Podunk has become a word of mild derision for a small and unenlightened town, remote from the sophistication of city life. It turns out, however, that Podunk is an actual place, and it’s just down the road from the little town where I live in central Massachusetts. Podunk was named after a tribe of Algonquians whom the Europeans dubbed the Podunks. There is still a Podunk Road not far from my house, but what was once called Podunk is now East Brookfield, a few miles away from North Brookfield where I live.
Today North Brookfield resembles the “Podunk” of the condescending urban imagination even more than does East Brookfield. It’s a small blue-collar town where people have second jobs to make ends meet. Standing in the middle of town – which you can’t miss – you might think you were in rural Arkansas or West Virginia. There are no traffic lights, no gas station, one grocery store, and no road wider than one lane each way. I live quietly when I’m in town, and I’m out of town most of the time, so I know no one in town well and very few people at all, except for the people at the post office, one or two people at the grocery store and the local auto mechanic.

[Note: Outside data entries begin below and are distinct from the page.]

//! AI ranking with a strict trust boundary: the model's free-text
//! output is reduced to candidate IDs by set-membership against the
//! input candidate set. Anything the model invents is discarded.

use std::collections::{HashMap, HashSet};
use std::sync::Arc;
use std::time::Duration;

use thiserror::Error;

use salesrec_core::selector::Candidate;

use crate::llm::TextGenerator;
use crate::prompt::build_ranking_prompt;

#[derive(Clone, Debug, Error, PartialEq, Eq)]
pub enum RankerError {
    /// The external call errored or timed out. Single attempt, no
    /// retry; the orchestrator owns the fallback.
    #[error("text generation unavailable: {0}")]
    Unavailable(String),
    /// The response decoded to zero valid candidate identifiers.
    #[error("unparseable ranking response: {0}")]
    Unparseable(String),
}

pub struct AiRanker {
    generator: Arc<dyn TextGenerator>,
    timeout: Duration,
}

impl AiRanker {
    pub fn new(generator: Arc<dyn TextGenerator>, timeout: Duration) -> Self {
        Self { generator, timeout }
    }

    /// Re-rank `candidates` for the request via one bounded call to the
    /// text generator. On success the returned list contains only
    /// members of the input set, at most `count` of them, re-ranked in
    /// the model's preference order.
    pub async fn rank(
        &self,
        candidates: &[Candidate],
        company_name: &str,
        query: &str,
        count: usize,
    ) -> Result<Vec<Candidate>, RankerError> {
        let prompt = build_ranking_prompt(company_name, query, count, candidates);

        let response =
            match tokio::time::timeout(self.timeout, self.generator.generate(&prompt)).await {
                Err(_) => {
                    return Err(RankerError::Unavailable(format!(
                        "text generation timed out after {}s",
                        self.timeout.as_secs()
                    )))
                }
                Ok(Err(error)) => return Err(RankerError::Unavailable(error.to_string())),
                Ok(Ok(response)) => response,
            };

        let ordered_ids: Vec<&str> =
            candidates.iter().map(|candidate| candidate.product.id.0.as_str()).collect();
        let ranked_ids = parse_ranked_ids(&response, &ordered_ids);
        if ranked_ids.is_empty() {
            return Err(RankerError::Unparseable(format!(
                "no valid candidate ids in response ({} chars)",
                response.len()
            )));
        }

        let by_id: HashMap<&str, &Candidate> = candidates
            .iter()
            .map(|candidate| (candidate.product.id.0.as_str(), candidate))
            .collect();

        Ok(ranked_ids
            .iter()
            .take(count)
            .enumerate()
            .map(|(position, id)| {
                let mut candidate = by_id[id.as_str()].clone();
                candidate.rank = position + 1;
                candidate
            })
            .collect())
    }
}

/// Extract candidate IDs from a model response, one line at a time.
///
/// A line counts if, after stripping leading enumeration ("1.", "2)",
/// "-", "*"), it equals a valid id exactly; failing that, the raw line
/// is scanned for the first valid id it contains, in candidate order so
/// the result is deterministic. Duplicates keep their first position.
fn parse_ranked_ids(response: &str, ordered_valid_ids: &[&str]) -> Vec<String> {
    let valid: HashSet<&str> = ordered_valid_ids.iter().copied().collect();
    let mut seen: HashSet<String> = HashSet::new();
    let mut ranked = Vec::new();

    for raw_line in response.lines() {
        let line = raw_line.trim();
        if line.is_empty() {
            continue;
        }

        let stripped = strip_enumeration(line);
        let matched = if valid.contains(stripped) {
            Some(stripped.to_string())
        } else {
            ordered_valid_ids.iter().find(|id| line.contains(**id)).map(|id| id.to_string())
        };

        if let Some(id) = matched {
            if seen.insert(id.clone()) {
                ranked.push(id);
            }
        }
    }

    ranked
}

fn strip_enumeration(line: &str) -> &str {
    let without_digits = line.trim_start_matches(|ch: char| ch.is_ascii_digit());
    // Only treat the digits as enumeration when punctuation follows.
    let stripped = without_digits.trim_start_matches(['.', ')', ':', '-', '*', ' ']);
    if without_digits.len() == line.len() || stripped.len() < without_digits.len() {
        stripped.trim()
    } else {
        line.trim()
    }
}

#[cfg(test)]
mod tests {
    use super::*;

    use anyhow::{anyhow, Result};
    use async_trait::async_trait;

    use salesrec_core::domain::company::CompanyId;
    use salesrec_core::domain::product::{Product, ProductId};
    use salesrec_core::selector::Relevance;

    struct StaticGenerator(&'static str);

    #[async_trait]
    impl TextGenerator for StaticGenerator {
        async fn generate(&self, _prompt: &str) -> Result<String> {
            Ok(self.0.to_string())
        }
    }

    struct FailingGenerator;

    #[async_trait]
    impl TextGenerator for FailingGenerator {
        async fn generate(&self, _prompt: &str) -> Result<String> {
            Err(anyhow!("connection refused"))
        }
    }

    struct NeverendingGenerator;

    #[async_trait]
    impl TextGenerator for NeverendingGenerator {
        async fn generate(&self, _prompt: &str) -> Result<String> {
            tokio::time::sleep(Duration::from_secs(3600)).await;
            Ok(String::new())
        }
    }

    fn candidate(id: &str, rank: usize) -> Candidate {
        Candidate {
            product: Product {
                id: ProductId(id.to_string()),
                company_id: CompanyId("company-fowler".to_string()),
                company_name: "Fowler".to_string(),
                name: format!("Fowler {id}"),
                product_line: "Cleaner".to_string(),
                category: None,
                description: None,
                price: None,
                active: true,
            },
            relevance: Relevance::SameCompany,
            score: 1.0,
            rank,
        }
    }

    fn candidates(ids: &[&str]) -> Vec<Candidate> {
        ids.iter().enumerate().map(|(index, id)| candidate(id, index + 1)).collect()
    }

    fn ranker(generator: impl TextGenerator + 'static) -> AiRanker {
        AiRanker::new(Arc::new(generator), Duration::from_secs(10))
    }

    #[tokio::test]
    async fn rank_reorders_and_reassigns_positions() {
        let input = candidates(&["prod-a", "prod-b", "prod-c"]);
        let ranker = ranker(StaticGenerator("prod-c\nprod-a\nprod-b"));

        let ranked =
            ranker.rank(&input, "Fowler", "Cleaner", 3).await.expect("ranking should succeed");

        let ids: Vec<&str> = ranked.iter().map(|c| c.product.id.0.as_str()).collect();
        assert_eq!(ids, vec!["prod-c", "prod-a", "prod-b"]);
        assert_eq!(ranked[0].rank, 1);
        assert_eq!(ranked[2].rank, 3);
    }

    #[tokio::test]
    async fn invented_ids_are_discarded() {
        let input = candidates(&["prod-a", "prod-b"]);
        let ranker = ranker(StaticGenerator("prod-z\nprod-b\nprod-made-up\nprod-a"));

        let ranked =
            ranker.rank(&input, "Fowler", "Cleaner", 5).await.expect("ranking should succeed");

        let ids: Vec<&str> = ranked.iter().map(|c| c.product.id.0.as_str()).collect();
        assert_eq!(ids, vec!["prod-b", "prod-a"]);
    }

    #[tokio::test]
    async fn output_is_truncated_to_requested_count() {
        let input = candidates(&["prod-a", "prod-b", "prod-c", "prod-d"]);
        let ranker = ranker(StaticGenerator("prod-d\nprod-c\nprod-b\nprod-a"));

        let ranked =
            ranker.rank(&input, "Fowler", "Cleaner", 2).await.expect("ranking should succeed");

        assert_eq!(ranked.len(), 2);
        assert_eq!(ranked[0].product.id.0, "prod-d");
    }

    #[tokio::test]
    async fn transport_error_maps_to_unavailable() {
        let input = candidates(&["prod-a"]);
        let error = ranker(FailingGenerator)
            .rank(&input, "Fowler", "Cleaner", 1)
            .await
            .expect_err("transport failure should surface");
        assert!(matches!(error, RankerError::Unavailable(_)));
    }

    #[tokio::test(start_paused = true)]
    async fn slow_generation_times_out_as_unavailable() {
        let input = candidates(&["prod-a"]);
        let ranker = AiRanker::new(Arc::new(NeverendingGenerator), Duration::from_secs(10));

        let error = ranker
            .rank(&input, "Fowler", "Cleaner", 1)
            .await
            .expect_err("timeout should surface");

        assert!(matches!(error, RankerError::Unavailable(ref reason) if reason.contains("timed out")));
    }

    #[tokio::test]
    async fn garbage_response_maps_to_unparseable() {
        let input = candidates(&["prod-a"]);
        let error = ranker(StaticGenerator("I cannot help with that request."))
            .rank(&input, "Fowler", "Cleaner", 1)
            .await
            .expect_err("prose-only response should be unparseable");
        assert!(matches!(error, RankerError::Unparseable(_)));
    }

    #[test]
    fn parser_strips_numbering_and_bullets() {
        let valid = ["prod-a", "prod-b", "prod-c"];
        let ranked = parse_ranked_ids("1. prod-b\n2) prod-a\n- prod-c", &valid);
        assert_eq!(ranked, vec!["prod-b", "prod-a", "prod-c"]);
    }

    #[test]
    fn parser_recovers_ids_embedded_in_prose() {
        let valid = ["prod-a", "prod-b"];
        let ranked = parse_ranked_ids("My top pick is prod-b because it fits.", &valid);
        assert_eq!(ranked, vec!["prod-b"]);
    }

    #[test]
    fn parser_keeps_first_position_on_duplicates() {
        let valid = ["prod-a", "prod-b"];
        let ranked = parse_ranked_ids("prod-b\nprod-a\nprod-b", &valid);
        assert_eq!(ranked, vec!["prod-b", "prod-a"]);
    }

    #[test]
    fn parser_ignores_blank_lines_and_junk() {
        let valid = ["prod-a"];
        let ranked = parse_ranked_ids("\n\n**\nprod-a\n\nnot-an-id\n", &valid);
        assert_eq!(ranked, vec!["prod-a"]);
    }
}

But North Brookfield is a place where people who try to say things well are vastly outnumbered – thank goodness – by people who try to make things work. And when the chips are down, or the power is out, or the car won’t start, we all need people who can make things work. I love these people, even though I’m sure I’m a puzzle to them. I am in constant admiration of my fellow townspeople. Our town is a little piece of the "Midwest" right here in the otherwise ideologically trendy Massachusetts.
I live a very solitary life here. Months go by without visitors. But my little house sits on the brow of a hill, about a hundred yards from a road that leads into the center of town. There is a large window in the entry room of my home that is visible from the road. So, as I did last year, I put my Christmas tree in front of that window, where it’s more visible to passersby than it is to me. It’s my way of wishing my neighbors a Merry Christmas.
My only real friends in this part of the world are monks at St. Joseph’s Abbey where I go for Lauds and Mass every morning when I’m in town. I’ve gotten to know a number of the monks over the four and a half years that I’ve lived here. Some of them listen to the monthly CDs from the Emmaus Road Initiative talks and regularly assure me of their prayers for our work. With rare exceptions, however, almost the only verbal exchange the monks and I have is when one of them says “The Body of Christ” and “The Blood of Christ” at the Eucharist and I reply “Amen.” Monks are masters at communicating with small and ecclesial gestures, and the Eucharist is an especially opportune occasion for this.
It’s life in Podunk. It has its challenges, but it has its charms as well. I'm grateful for it.
Merry Christmas.
P. S. Speaking of monks, my friend Brother Jonah Wharf is being ordained a priest tomorrow – Saturday, December 20th – at New Melleray Abbey in Iowa. Please keep him in your prayers.